Une étude BVA expliquait alors que l’une des principales inquiétudes venait des mouvements de population : 8 Français sur 10 se disaient préoccupés par les migrations des populations des pays pauvres vers les pays riches (80%), une préoccupation en progression. Parmi eux, près de la moitié se disaient même « beaucoup » (+7 points, à 45%). Voilà pour le premier point. Que cette crainte soit justifiée ou non, un premier constat peut être posé : cette inquiétude était bien là.
Avant 2008, deux Français sur trois se déclaraient compatissants à l’égard des pauvres qui touchaient des aides sociales et ce sentiment progressait en période de crise, comme en 1993. L’opinion s’est durcie et entre 2008 et 2014, seul un Français sur deux se déclarait encore compatissant. Cela correspond à la période 2007-2012 où Nicolas Sarkozy fut président de la République.
2 ans plus tard un article de 20 minutes posait encore la question : « les Français détestent-ils les pauvres ? «Aujourd’hui, ce que les Français trouvent détestable chez les pauvres, c’est qu’ils puissent être assistés », expliquait dans cet article le sociologue Vincent Tiberj. «L’idée qu’ils ne font pas d’efforts et même, qu’ils profitent de la situation, se développe.» Une enquête du Credoc l’avait confirmé : en 2014, 76 % des Français pensaient qu’il était plus avantageux de percevoir des minima sociaux que de travailler avec un bas salaire. Et, pour la première fois, une majorité de citoyens estimaient que le RSA incitait les gens à ne pas chercher de travail.

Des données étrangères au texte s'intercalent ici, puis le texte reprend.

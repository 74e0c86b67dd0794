use std::error::Error;
use std::time::Instant;

use apex_cholesky::linalg::{LinearSolverOptions, OrderingType, PerSolveOptions};
use apex_cholesky::{
    BlockSparseMatrix, SparseLinearAlgebraLibraryType, SparseNormalCholeskySolver, init_logger,
};
use clap::Parser;
use rand::rngs::StdRng;
use rand::{Rng, SeedableRng};
use tracing::{info, warn};

#[derive(Parser)]
#[command(name = "solve_normal_equations")]
#[command(about = "Solve the normal equations of a random block-sparse Jacobian")]
struct Args {
    /// Number of column blocks (parameter blocks)
    #[arg(short = 'c', long, default_value = "200")]
    num_col_blocks: usize,

    /// Number of random row blocks (residual blocks) on top of one anchor per column block
    #[arg(short = 'r', long, default_value = "1000")]
    num_row_blocks: usize,

    /// Largest block size, rows and columns
    #[arg(long, default_value = "6")]
    max_block_size: usize,

    /// Probability that a row block touches a given column block
    #[arg(short, long, default_value = "0.02")]
    density: f64,

    /// Diagonal damping value applied to every column, 0 disables damping
    #[arg(long, default_value = "0.0")]
    damping: f64,

    /// Backend: "faer", "sprs-ldl" or "nalgebra-sparse"
    #[arg(short, long, default_value = "faer")]
    backend: String,

    /// Fill-reducing ordering: "amd", "natural", "rcm" or "nested-dissection"
    #[arg(short, long, default_value = "amd")]
    ordering: String,

    /// Factorize in single precision
    #[arg(long)]
    mixed_precision: bool,

    /// Number of iterative refinement steps after each solve
    #[arg(long, default_value = "0")]
    refinement_iterations: usize,

    /// Number of solves with fresh values on the same structure
    #[arg(long, default_value = "3")]
    num_solves: usize,

    /// Random seed
    #[arg(long, default_value = "42")]
    seed: u64,
}

fn parse_backend(name: &str) -> Result<SparseLinearAlgebraLibraryType, Box<dyn Error>> {
    match name.to_lowercase().as_str() {
        "faer" => Ok(SparseLinearAlgebraLibraryType::Faer),
        "sprs-ldl" | "sprs" => Ok(SparseLinearAlgebraLibraryType::SprsLdl),
        "nalgebra-sparse" | "nalgebra" => Ok(SparseLinearAlgebraLibraryType::NalgebraSparse),
        _ => Err(format!(
            "Unknown backend: {}. Valid options: faer, sprs-ldl, nalgebra-sparse",
            name
        )
        .into()),
    }
}

fn parse_ordering(name: &str) -> Result<OrderingType, Box<dyn Error>> {
    match name.to_lowercase().as_str() {
        "amd" => Ok(OrderingType::Amd),
        "natural" => Ok(OrderingType::Natural),
        "nested-dissection" | "nd" => Ok(OrderingType::NestedDissection),
        "rcm" | "reverse-cuthill-mckee" => Ok(OrderingType::ReverseCuthillMcKee),
        _ => Err(format!(
            "Unknown ordering: {}. Valid options: amd, natural, nested-dissection, rcm",
            name
        )
        .into()),
    }
}

/// Rejects arguments the generator cannot honor.
fn validate_args(args: &Args) -> Result<(), Box<dyn Error>> {
    if args.num_col_blocks == 0 {
        return Err("num-col-blocks must be positive".into());
    }
    if args.max_block_size == 0 {
        return Err("max-block-size must be positive".into());
    }
    if !(0.0..=1.0).contains(&args.density) {
        return Err(format!("density must be in [0, 1], got {}", args.density).into());
    }
    if !args.damping.is_finite() || args.damping < 0.0 {
        return Err(format!("damping must be non-negative, got {}", args.damping).into());
    }
    Ok(())
}

/// Random Jacobian with one anchor row block per column block, which keeps
/// `AᵀA` positive definite, plus `args.num_row_blocks` random row blocks.
fn random_jacobian(args: &Args, rng: &mut StdRng) -> Result<BlockSparseMatrix, Box<dyn Error>> {
    let max_size = args.max_block_size;
    let col_sizes: Vec<usize> = (0..args.num_col_blocks)
        .map(|_| rng.random_range(1..=max_size))
        .collect();

    let mut row_blocks: Vec<(usize, Vec<usize>)> = col_sizes
        .iter()
        .enumerate()
        .map(|(j, &size)| (size, vec![j]))
        .collect();
    let density = args.density;
    for _ in 0..args.num_row_blocks {
        let mut cols: Vec<usize> = (0..args.num_col_blocks)
            .filter(|_| rng.random_bool(density))
            .collect();
        if cols.is_empty() {
            cols.push(rng.random_range(0..args.num_col_blocks));
        }
        row_blocks.push((rng.random_range(1..=max_size), cols));
    }

    let mut a = BlockSparseMatrix::from_block_pattern(&col_sizes, &row_blocks)?;
    fill_values(&mut a, rng);
    Ok(a)
}

fn fill_values(a: &mut BlockSparseMatrix, rng: &mut StdRng) {
    let bs = a.block_structure().clone();
    let values = a.mut_values();
    for v in values.iter_mut() {
        *v = rng.random_range(-1.0..=1.0);
    }
    for row in bs.rows.iter().take(bs.cols.len()) {
        let size = row.block.size;
        for k in 0..size {
            values[row.cells[0].position + k * size + k] += size as f64 + 1.0;
        }
    }
}

/// ‖AᵀA·x + DᵀD·x - Aᵀb‖∞ relative to ‖Aᵀb‖∞
fn relative_residual(a: &BlockSparseMatrix, b: &[f64], d: Option<&[f64]>, x: &[f64]) -> f64 {
    let mut ax = vec![0.0; a.num_rows()];
    a.right_multiply_and_accumulate(x, &mut ax);
    for (axi, bi) in ax.iter_mut().zip(b) {
        *axi -= bi;
    }
    let mut residual = vec![0.0; a.num_cols()];
    a.left_multiply_and_accumulate(&ax, &mut residual);
    if let Some(d) = d {
        for ((r, di), xi) in residual.iter_mut().zip(d).zip(x) {
            *r += di * di * xi;
        }
    }

    let mut gradient = vec![0.0; a.num_cols()];
    a.left_multiply_and_accumulate(b, &mut gradient);
    let inf_norm = |v: &[f64]| v.iter().fold(0.0_f64, |m, x| m.max(x.abs()));
    inf_norm(&residual) / inf_norm(&gradient).max(f64::MIN_POSITIVE)
}

fn main() -> Result<(), Box<dyn Error>> {
    let args = Args::parse();
    validate_args(&args)?;

    init_logger();

    info!("APEX-CHOLESKY NORMAL EQUATIONS");
    info!("");

    let options = LinearSolverOptions::new()
        .with_library(parse_backend(&args.backend)?)
        .with_ordering(parse_ordering(&args.ordering)?)
        .with_mixed_precision(args.mixed_precision)
        .with_refinement_iterations(args.refinement_iterations);

    let mut rng = StdRng::seed_from_u64(args.seed);
    let mut a = random_jacobian(&args, &mut rng)?;

    info!("Problem statistics:");
    info!("  Column blocks: {}", a.num_col_blocks());
    info!("  Row blocks: {}", a.num_row_blocks());
    info!("  Jacobian size: {} x {}", a.num_rows(), a.num_cols());
    info!("  Jacobian non-zeros: {}", a.num_nonzeros());
    info!("Solver configuration:");
    info!("  Backend: {}", options.sparse_linear_algebra_library_type);
    info!("  Ordering: {:?}", options.ordering_type);
    info!("  Mixed precision: {}", options.use_mixed_precision_solves);
    info!(
        "  Refinement iterations: {}",
        options.max_num_refinement_iterations
    );
    info!("");

    let mut solver = SparseNormalCholeskySolver::new(options)?;
    let damping = (args.damping > 0.0).then(|| vec![args.damping; a.num_cols()]);
    let per_solve = match damping.as_deref() {
        Some(d) => PerSolveOptions::with_damping(d),
        None => PerSolveOptions::default(),
    };

    let mut x = vec![0.0; a.num_cols()];
    let mut failures = 0;
    for solve in 0..args.num_solves.max(1) {
        if solve > 0 {
            fill_values(&mut a, &mut rng);
        }
        let b: Vec<f64> = (0..a.num_rows())
            .map(|_| rng.random_range(-1.0..=1.0))
            .collect();

        let start = Instant::now();
        let summary = solver.solve(&mut a, &b, &per_solve, &mut x);
        let elapsed = start.elapsed();

        if summary.is_success() {
            let residual = relative_residual(&a, &b, per_solve.d, &x);
            info!(
                "Solve {}: {} in {:.2}ms, relative residual {:.3e}",
                solve,
                summary.termination_type,
                elapsed.as_secs_f64() * 1000.0,
                residual
            );
        } else {
            failures += 1;
            warn!(
                "Solve {}: {} ({})",
                solve, summary.termination_type, summary.message
            );
        }
    }

    println!("\n{}", solver.execution_summary());

    if let Some(builder) = solver.inner_product() {
        println!(
            "Inner product: {} x {} with {} non-zeros from {} product terms",
            builder.matrix().num_rows(),
            builder.matrix().num_cols(),
            builder.matrix().num_nonzeros(),
            builder.num_product_terms()
        );
    }

    if failures > 0 {
        return Err(format!("{} of {} solves failed", failures, args.num_solves.max(1)).into());
    }
    Ok(())
}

Mais il faut relativiser ce propos car comme aujourd’hui nous étions confrontés à l’époque à une multiplication de fausses informations. Elles allaient souvent dans le même sens : ainsi, alors que le contraire avait été maintes fois prouvé, des enquêtes pouvant être considérées comme tendancieuses (Ifop pour le magazine Valeurs Actuelles,) expliquaient que 67% des Français pensaient que l’on en faisait plus pour les immigrés que pour eux. Tous ou presque étaient aussi persuadés que leur voisin percevaient à tort des aides sociales et trichaient sur leurs revenus.
BFM TV en rajoutait une couche : « Jamais les Français n’ont autant vécu des aides sociales« expliquait ce média favorable aux idées dites « libérales ». Une bonne raison pour diminuer ces aides ou en supprimer certaines ?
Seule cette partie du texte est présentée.